Otra danza que se realizaba durante las fiestas sacramentales es la “Danza del glorioso San Antonio de Padua” de Santa Eulalia de Cabrera tenía lugar el día 13 de junio. Por la mañana en la Santa Misa, solía cantarse el Ramo, al terminar salía la procesión con los danzantes. A la tarde tenía lugar la representación de la vida y milagros del santo. En ella participaban diez personajes: ocho danzantes, más la Dama y el Gracioso (además del músico, que animaba los paloteados con los sones de su gaita de fuelle). Los principales personajes son: el rey cristiano y su esposa (la Dama), padres de San Antonio, el propio santo, su fiel criado y su sabio maestro. De la parte de los moros están: el rey moro (o turco), y otros tres moros. La misma persona interpreta a veces distintos papeles. El Gracioso desempeña el suyo habitual, como en otras danzas, y tiene aquí también sus “parlamentos”.

La indumentaria de todos estos personajes, a excepción de la Dama y del Gracioso, es siempre la misma: calzón de lino y camisa blanca, y un pañuelo de colores, con “cerras” o flecos; a modo de banda; cruzado sobre el hombro derecho (los cristianos) y sobre el izquierdo (los moros). A la cabeza, sombrero adornado con cintas y plumas. La Dama, que es un muchacho, tiene todo un tocado blanco y viste las mejores prendas festivas que haya en el pueblo. El Gracioso, mal vestido, lleva en la mano un palo con un boto de mazar la leche, con el que se abre paso y fustiga de vez en cuando al auditorio para que agranden el corro. Este personaje, nos lleva directamente a otras fiestas, a las de invierno, ya que no es más que un enmascarado que se usó para dar popularidad a la fiesta del Corpus. Mismo mascarado que nos encontramos en las “Danzas de Villagarda” en Nogar, pero que también ha llegado a nuestros días, bajo los testimonios de los vecinos de esta localidad, que también salía el Gracioso en el entroido y en San Lucas. Hoy en día gracias a los vecinos y a varias asociaciones culturales y ayuntamiento se ha recuperado tanto el traje como la máscara.

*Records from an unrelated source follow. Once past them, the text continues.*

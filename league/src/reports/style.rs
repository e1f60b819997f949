//! Style presets shared by both renderers.

use super::PODIUM_SIZE;

/// Horizontal alignment
#[derive(Debug, Clone, Copy, PartialEq, Eq)]
pub enum Alignment {
    Left,
    Center,
}

/// Concrete look of a preset
#[derive(Debug, Clone, Copy, PartialEq)]
pub struct Style {
    pub bold: bool,
    pub alignment: Alignment,
    /// Solid background as `0xRRGGBB`
    pub fill: Option<u32>,
    /// Font color as `0xRRGGBB`; renderer default when `None`
    pub font_color: Option<u32>,
    /// Point size; renderer default when `None`
    pub font_size: Option<f64>,
}

/// Closed set of styles a report cell or line can take
#[derive(Debug, Clone, Copy, PartialEq, Eq, Hash)]
pub enum StylePreset {
    /// Report title
    Heading,
    /// Column headers and section headings
    Subheading,
    /// Plain text cell
    Cell,
    /// Numeric or id cell
    CenteredCell,
    /// Summary rows and podium highlights
    Highlighted,
}

const HEADING_FILL: u32 = 0x0066CC;
const SUBHEADING_FILL: u32 = 0xD9E1F2;
const HIGHLIGHT_FILL: u32 = 0xFFF2CC;
const WHITE: u32 = 0xFFFFFF;

impl StylePreset {
    pub fn style(&self) -> Style {
        match self {
            StylePreset::Heading => Style {
                bold: true,
                alignment: Alignment::Center,
                fill: Some(HEADING_FILL),
                font_color: Some(WHITE),
                font_size: Some(14.0),
            },
            StylePreset::Subheading => Style {
                bold: true,
                alignment: Alignment::Center,
                fill: Some(SUBHEADING_FILL),
                font_color: None,
                font_size: Some(11.0),
            },
            StylePreset::Cell => Style {
                bold: false,
                alignment: Alignment::Left,
                fill: None,
                font_color: None,
                font_size: None,
            },
            StylePreset::CenteredCell => Style {
                bold: false,
                alignment: Alignment::Center,
                fill: None,
                font_color: None,
                font_size: None,
            },
            StylePreset::Highlighted => Style {
                bold: true,
                alignment: Alignment::Center,
                fill: Some(HIGHLIGHT_FILL),
                font_color: None,
                font_size: None,
            },
        }
    }
}

/// Whether the standings row at `index` (0-based) is on the podium
pub fn is_podium(index: usize) -> bool {
    index < PODIUM_SIZE
}

#[cfg(test)]
mod tests {
    use super::*;

    #[test]
    fn test_heading_is_white_on_blue() {
        let style = StylePreset::Heading.style();
        assert!(style.bold);
        assert_eq!(style.fill, Some(0x0066CC));
        assert_eq!(style.font_color, Some(0xFFFFFF));
        assert_eq!(style.alignment, Alignment::Center);
    }

    #[test]
    fn test_plain_cells_have_no_emphasis() {
        assert!(!StylePreset::Cell.style().bold);
        assert_eq!(StylePreset::Cell.style().alignment, Alignment::Left);
        assert_eq!(StylePreset::CenteredCell.style().alignment, Alignment::Center);
    }

    #[test]
    fn test_podium() {
        assert!(is_podium(0));
        assert!(is_podium(2));
        assert!(!is_podium(3));
    }
}
//! Standings rows and the tie-break cascade that orders them.

use std::cmp::Ordering;
use std::collections::HashMap;

use serde::{Deserialize, Serialize};

use super::aggregator::TeamCounters;
use crate::tournament::{Team, TeamId};

/// Points awarded for a win
pub const POINTS_PER_WIN: u32 = 3;

/// Points awarded for a draw
pub const POINTS_PER_DRAW: u32 = 1;

/// One ranked line of the standings table.
#[derive(Debug, Clone, PartialEq, Eq, Serialize, Deserialize)]
pub struct StandingsRow {
    pub team_id: TeamId,
    pub team_name: String,
    pub played: u32,
    pub won: u32,
    pub drawn: u32,
    pub lost: u32,
    pub goals_for: i64,
    pub goals_against: i64,
    pub goal_difference: i64,
    pub points: u32,
}

impl StandingsRow {
    /// Derive points and goal difference from raw counters
    pub fn from_counters(team: &Team, counters: &TeamCounters) -> Self {
        Self {
            team_id: team.id,
            team_name: team.name.clone(),
            played: counters.played,
            won: counters.won,
            drawn: counters.drawn,
            lost: counters.lost,
            goals_for: counters.goals_for,
            goals_against: counters.goals_against,
            goal_difference: counters.goals_for - counters.goals_against,
            points: counters.won * POINTS_PER_WIN + counters.drawn * POINTS_PER_DRAW,
        }
    }
}

/// Tie-break cascade: points, goal difference and goals for (all descending),
/// then team name ascending. Team id settles rows that share a name.
pub fn compare_rows(a: &StandingsRow, b: &StandingsRow) -> Ordering {
    b.points
        .cmp(&a.points)
        .then_with(|| b.goal_difference.cmp(&a.goal_difference))
        .then_with(|| b.goals_for.cmp(&a.goals_for))
        .then_with(|| a.team_name.cmp(&b.team_name))
        .then_with(|| a.team_id.cmp(&b.team_id))
}

/// Turns aggregated counters into an ordered standings table.
#[derive(Debug, Clone, Copy, Default)]
pub struct StandingsCalculator;

impl StandingsCalculator {
    /// One row per team in `teams`; teams missing from `counters` get zeroes.
    pub fn calculate(
        &self,
        teams: &[Team],
        counters: &HashMap<TeamId, TeamCounters>,
    ) -> Vec<StandingsRow> {
        let mut rows: Vec<StandingsRow> = teams
            .iter()
            .map(|team| {
                let team_counters = counters.get(&team.id).copied().unwrap_or_default();
                StandingsRow::from_counters(team, &team_counters)
            })
            .collect();

        rows.sort_by(compare_rows);
        rows
    }
}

Es en Nogar donde también se realizan más danzas, hasta tres, la ya nombrada “Danzas de Villagarda”, que se baila en honor del Cristo recuperando un manuscrito de 1919. A pesar de que en el cuaderno aparece esta advertencia: “Comienza la Danza bailando llazo (sic) de castañuelas. La Dama rompe la Danza con la siguiente alabanza al bendito Cristo a quien se festeja…”, y en el monólogo se hace alusión a la fiesta del Crucificado, sin embargo esta introducción es tardía (cuando la danza pasó, del Corpus al día del Cristo), de hecho tras los versos del comienzo, se desarrolla todo un discurso eucarístico. Las otras dos danzas son la “Danza de Santa Genoveva”, así como la “Danza de la guerra de Melilla”, esta última que también se realizaba en la festividad del Corpus.

Por último no podemos dejar sin poder mencionar la festividad de Beltaine, fiesta pagana del inicio del Verano que según autores como Miguel Ángel González apuntan directamente a la sustitución por parte del Corpus de esta festividad que proclama la fertilidad. En relación a esta fiesta, todavía quedan muchos elementos paganos de la misma, como justamente ese enramado de las calles, la fiesta del mayo, o el uso de la vegetación de cualquier tipo para el adorno de la festividad del Corpus.